The story began a year ago when Terry Nugent, a thirty-three-year-old California sailing enthusiast decided he would try to sail from Monterey to Hawaii. His chosen craft was a nine-foot Boston Whaler, a small open round-bottomed shore craft, 'totally unfit' for deep water sailing by Coast Guard standards. Nugent knew this, but it was to be a 'first' and he was eager to try. When Nugent approached the Coast Guard in California he was told that the craft was unsuitable. He was ordered not to make the trip.

Nugent spent a year of his spare time modifying the small craft to meet Coast Guard standards for ocean-going craft. He built an enclosure over the deck to serve as a cuddy-cabin. He raised the gunwales. And then without notifying the Coast Guard, Nugent set out for Hawaii.

On the fifth day out the boat capsized, but he righted it without mishap. On the thirteenth day, in forty knot winds with waves cresting at twenty feet, he went over again, and this time he lost his main sail and his spare. Undaunted, Sailor Nugent juryrigged a solar sleeping bag made of nylon and aluminium as a sail. It worked. But his effective propulsion area was reduced by a quarter, After two weeks Nugent realised he might run out of food and water before he ever reached Hawaii. On the fortieth day he turned on his emergency signal radio.

For more than two weeks the signal was heard by the coast Guard. But since no vessels were reported missing, little attention was paid to the signal. The repetitions continued at regular periods of every day and a number of ships at sea reported on the signal. So after some two weeks, the Coast Guard began tracking the signal and finally triangulated the position. A passing freighter bound for the Middle East picked Nugent up and brought him to a point near Hawaii, where he was taken off by a Coast Guard cutter and carried to Honolulu.

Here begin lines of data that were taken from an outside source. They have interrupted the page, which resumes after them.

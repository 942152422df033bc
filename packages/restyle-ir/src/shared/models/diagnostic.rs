//! Diagnostics
//!
//! Every unsupported or ambiguous shape is reported as a [`Diagnostic`]. The
//! reporting layer consumes them; when a file is skipped they are the only
//! signal the user sees.

use serde::{Deserialize, Serialize};
use std::fmt;

use super::span::Span;

#[derive(Debug, Clone, Copy, PartialEq, Eq, Hash, Serialize, Deserialize)]
#[serde(rename_all = "lowercase")]
pub enum Severity {
    /// Not specifically handled, but a safe fallback was used
    Warning,
    /// Correctness cannot be guaranteed; the file is left unconverted
    Bail,
}

/// Closed set of machine-readable reason codes
#[derive(Debug, Clone, Copy, PartialEq, Eq, Hash, Serialize, Deserialize)]
#[serde(rename_all = "kebab-case")]
pub enum ReasonCode {
    UnsupportedSelector,
    KeepOriginal,
    HeterogeneousVariantValues,
    UnknownDescendantReference,
    MutatedImport,
    UnparseableExpression,
    UnparseableResolverOutput,
    UnresolvedReference,
    UnsupportedAtRule,
    UnsupportedDynamicShorthand,
    MultipleDynamicSlots,
    InlineStyleFallback,
    DroppedDeclaration,
}

impl ReasonCode {
    pub fn as_str(&self) -> &'static str {
        match self {
            ReasonCode::UnsupportedSelector => "unsupported-selector",
            ReasonCode::KeepOriginal => "keep-original",
            ReasonCode::HeterogeneousVariantValues => "heterogeneous-variant-values",
            ReasonCode::UnknownDescendantReference => "unknown-descendant-reference",
            ReasonCode::MutatedImport => "mutated-import",
            ReasonCode::UnparseableExpression => "unparseable-expression",
            ReasonCode::UnparseableResolverOutput => "unparseable-resolver-output",
            ReasonCode::UnresolvedReference => "unresolved-reference",
            ReasonCode::UnsupportedAtRule => "unsupported-at-rule",
            ReasonCode::UnsupportedDynamicShorthand => "unsupported-dynamic-shorthand",
            ReasonCode::MultipleDynamicSlots => "multiple-dynamic-slots",
            ReasonCode::InlineStyleFallback => "inline-style-fallback",
            ReasonCode::DroppedDeclaration => "dropped-declaration",
        }
    }

    /// Severity a diagnostic with this code carries
    pub fn severity(&self) -> Severity {
        match self {
            ReasonCode::InlineStyleFallback | ReasonCode::DroppedDeclaration => Severity::Warning,
            _ => Severity::Bail,
        }
    }
}

impl fmt::Display for ReasonCode {
    fn fmt(&self, f: &mut fmt::Formatter<'_>) -> fmt::Result {
        f.write_str(self.as_str())
    }
}

/// Where a diagnostic points
#[derive(Debug, Clone, Default, PartialEq, Eq, Serialize, Deserialize)]
pub struct Location {
    pub file: String,
    #[serde(skip_serializing_if = "Option::is_none")]
    pub declaration: Option<String>,
    #[serde(skip_serializing_if = "Option::is_none")]
    pub span: Option<Span>,
}

impl Location {
    pub fn file(path: impl Into<String>) -> Self {
        Self {
            file: path.into(),
            ..Self::default()
        }
    }

    pub fn in_declaration(mut self, name: impl Into<String>, span: Option<Span>) -> Self {
        self.declaration = Some(name.into());
        self.span = span;
        self
    }
}

impl fmt::Display for Location {
    fn fmt(&self, f: &mut fmt::Formatter<'_>) -> fmt::Result {
        write!(f, "{}", self.file)?;
        if let Some(span) = &self.span {
            if !span.is_zero() {
                write!(f, ":{}", span)?;
            }
        }
        if let Some(decl) = &self.declaration {
            write!(f, " ({})", decl)?;
        }
        Ok(())
    }
}

#[derive(Debug, Clone, PartialEq, Eq, Serialize, Deserialize)]
#[serde(rename_all = "camelCase")]
pub struct Diagnostic {
    pub severity: Severity,
    pub reason_code: ReasonCode,
    pub location: Location,
    /// Engineer-legible detail: the offending selector, expression or value
    pub context: String,
}

impl Diagnostic {
    pub fn new(reason_code: ReasonCode, location: Location, context: impl Into<String>) -> Self {
        Self {
            severity: reason_code.severity(),
            reason_code,
            location,
            context: context.into(),
        }
    }

    pub fn is_bail(&self) -> bool {
        self.severity == Severity::Bail
    }
}

impl fmt::Display for Diagnostic {
    fn fmt(&self, f: &mut fmt::Formatter<'_>) -> fmt::Result {
        let level = match self.severity {
            Severity::Warning => "warning",
            Severity::Bail => "bail",
        };
        write!(
            f,
            "{}[{}] {}: {}",
            level, self.reason_code, self.location, self.context
        )
    }
}
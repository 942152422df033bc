//! Rule Lowering - styled declarations → StyleX style objects
//!
//! ## Architecture
//!
//! ```text
//! SourceFile (declarations, rules, slots)
//!       ↓
//! Phase 0: css helpers → HelperIndex (read-only)
//!       ↓
//! Phase 1: per declaration
//! ├── SelectorClassifier          → write target
//! ├── DynamicExpressionResolver   → value / variants / style function
//! └── LoweringContext             → base, variant, attribute, sibling buckets
//!       ↓ post-pass
//!     variant dimensions, compound variants, forward exclusions
//!       ↓
//! Phase 2: override requests → descendant overrides
//!       ↓
//! ConversionResult (Converted | Bailed)
//! ```
//!
//! A bail anywhere discards the whole file: the engine returns
//! `Err(Bail)` and no partial map survives.

pub mod application;
pub mod domain;
pub mod infrastructure;

// Re-export application layer
pub use application::{LoweringUseCase, RuleLoweringEngine};

pub use domain::{
    Bail, BailReport, ConversionResult, DescendantOverride, DynamicStyle, LowerResult,
    LoweredFile, LoweringContext, OverrideRequest,
};
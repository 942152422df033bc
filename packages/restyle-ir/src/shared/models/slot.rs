//! Interpolation slots
//!
//! Every `${...}` of a styled template is stored once in the owning
//! declaration's [`SlotTable`] and referenced everywhere else by index.
//! Inside CSS text a slot is spelled `__SLOT_<n>__`; a slot used as a
//! component reference inside a selector is normalized to
//! `__COMPONENT_<Name>__`.

use lazy_static::lazy_static;
use regex::Regex;
use serde::{Deserialize, Serialize};

use super::css_rule::ValuePart;
use super::span::Span;

pub type SlotIndex = usize;

lazy_static! {
    static ref SLOT_RE: Regex = Regex::new(r"__SLOT_(\d+)__").unwrap();
    static ref EXACT_SLOT_RE: Regex = Regex::new(r"^__SLOT_(\d+)__$").unwrap();
    static ref COMPONENT_RE: Regex = Regex::new(r"__COMPONENT_([A-Za-z_$][\w$]*)__").unwrap();
}

/// One interpolation slot's originating expression
#[derive(Debug, Clone, PartialEq, Eq, Serialize, Deserialize)]
pub struct SlotExpr {
    /// Expression source text (JS/TS)
    pub source: String,
    #[serde(default, skip_serializing_if = "Option::is_none")]
    pub span: Option<Span>,
}

impl SlotExpr {
    pub fn new(source: impl Into<String>) -> Self {
        Self {
            source: source.into(),
            span: None,
        }
    }

    pub fn with_span(mut self, span: Span) -> Self {
        self.span = Some(span);
        self
    }

    /// A bare identifier (`Icon`, `truncate`), the shape used for component
    /// references and composition helpers
    pub fn as_identifier(&self) -> Option<&str> {
        let text = self.source.trim();
        let mut chars = text.chars();
        let first = chars.next()?;
        if !(first.is_ascii_alphabetic() || first == '_' || first == '$') {
            return None;
        }
        if chars.all(|c| c.is_ascii_alphanumeric() || c == '_' || c == '$') {
            Some(text)
        } else {
            None
        }
    }
}

/// Arena of slot expressions owned by one declaration
#[derive(Debug, Clone, Default, PartialEq, Eq, Serialize, Deserialize)]
#[serde(transparent)]
pub struct SlotTable {
    slots: Vec<SlotExpr>,
}

impl SlotTable {
    pub fn new() -> Self {
        Self::default()
    }

    pub fn push(&mut self, slot: SlotExpr) -> SlotIndex {
        self.slots.push(slot);
        self.slots.len() - 1
    }

    pub fn get(&self, index: SlotIndex) -> Option<&SlotExpr> {
        self.slots.get(index)
    }

    pub fn len(&self) -> usize {
        self.slots.len()
    }

    pub fn is_empty(&self) -> bool {
        self.slots.is_empty()
    }

    pub fn iter(&self) -> impl Iterator<Item = (SlotIndex, &SlotExpr)> {
        self.slots.iter().enumerate()
    }
}

impl FromIterator<SlotExpr> for SlotTable {
    fn from_iter<I: IntoIterator<Item = SlotExpr>>(iter: I) -> Self {
        Self {
            slots: iter.into_iter().collect(),
        }
    }
}

// ═══════════════════════════════════════════════════════════════════════════
// Placeholder helpers
// ═══════════════════════════════════════════════════════════════════════════

pub fn slot_placeholder(index: SlotIndex) -> String {
    format!("__SLOT_{}__", index)
}

pub fn component_placeholder(name: &str) -> String {
    format!("__COMPONENT_{}__", name)
}

/// `Some(n)` when `text` is exactly one slot placeholder
pub fn parse_slot_placeholder(text: &str) -> Option<SlotIndex> {
    EXACT_SLOT_RE
        .captures(text.trim())
        .and_then(|caps| caps[1].parse().ok())
}

/// Slot placeholder at the very start of `text`, with the byte length it spans
pub fn leading_slot_placeholder(text: &str) -> Option<(SlotIndex, usize)> {
    let m = SLOT_RE.find(text)?;
    if m.start() != 0 {
        return None;
    }
    let index = SLOT_RE.captures(m.as_str())?[1].parse().ok()?;
    Some((index, m.end()))
}

pub fn contains_slot_placeholder(text: &str) -> bool {
    SLOT_RE.is_match(text)
}

/// Component names referenced in a normalized selector, in order
pub fn component_references(selector: &str) -> Vec<String> {
    COMPONENT_RE
        .captures_iter(selector)
        .map(|caps| caps[1].to_string())
        .collect()
}

/// Split text on slot placeholders into alternating static/slot parts.
/// Empty static fragments are not emitted.
pub fn split_placeholders(text: &str) -> Vec<ValuePart> {
    let mut parts = Vec::new();
    let mut last = 0;
    for caps in SLOT_RE.captures_iter(text) {
        let Some(whole) = caps.get(0) else {
            continue;
        };
        if whole.start() > last {
            parts.push(ValuePart::Static(text[last..whole.start()].to_string()));
        }
        if let Ok(index) = caps[1].parse() {
            parts.push(ValuePart::Slot(index));
        }
        last = whole.end();
    }
    if last < text.len() {
        parts.push(ValuePart::Static(text[last..].to_string()));
    }
    parts
}
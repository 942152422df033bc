//! Configuration validation
//!
//! Builders run `validate` before a config reaches the engine; YAML loading
//! validates after overrides are applied.

use super::error::ConfigResult;

/// Configuration object with range and shape checks
pub trait Validatable {
    fn validate(&self) -> ConfigResult<()>;

    /// Name used in error messages
    fn config_name(&self) -> &'static str {
        "Config"
    }
}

When Nugent stepped off the ship at Honolulu, he was promptly arrested and held for trial under the endangerment law. The American authorities claimed that the rescue cost the government $200,000, and threatened to sue Nugent for that amount, as well as to send him to prison for his crimes. Late in October, Nugent was con victed by a Federal magistrate, the first adventurer ever to be brought up under this law that forbids unauthorised sea travel. The US magistrate, Thomas P. Young, sentenced Nugent to six months imprisonment and fined him $1000. He then suspended the prison term and put the sailor on probation.

When rescued, Sailor Nugent had provisions for forty days aboard. He had plenty of water and a distilling plant, twenty cans of tuna, honey, sweets and vitamins. He was in excellent condition. There seemed no doubt in his mind •that he would have reached his port of call. He was in no danger: it was just that he wanted a lift.

The appalling and, in a way, frightening aspect of the adventure was the statement of the sentencing magistrate: 'Whether or not we agree, adventurism as it is expressed within present day society is not without limitations. . . We are all governed by rules that control just about every facet of our life, unlike in the past.'

To be sure, the US Coast Guard has been presented an enormous new responsibility in the past year, since the US Congress extended American waters two hundred miles off all America's coasts, without giving the Coast Guard any more facilities. In Hawaii, in particular, the Coast Guard has been responsible for policing millions of square miles of ocean. This change has made Coast Guard officialdom understandably nervous. But just now, as we approach the two-hundredth anniversary of Captain James Cook's discovery of the Sandwich Islands and their naming for his benefactor, the gambler earl, it is sobering to consider what has happened to us in those two centuries. If a man cannot even take a boat to sea without officialdom knowing, in 1977, then what can he expect even seven years from now?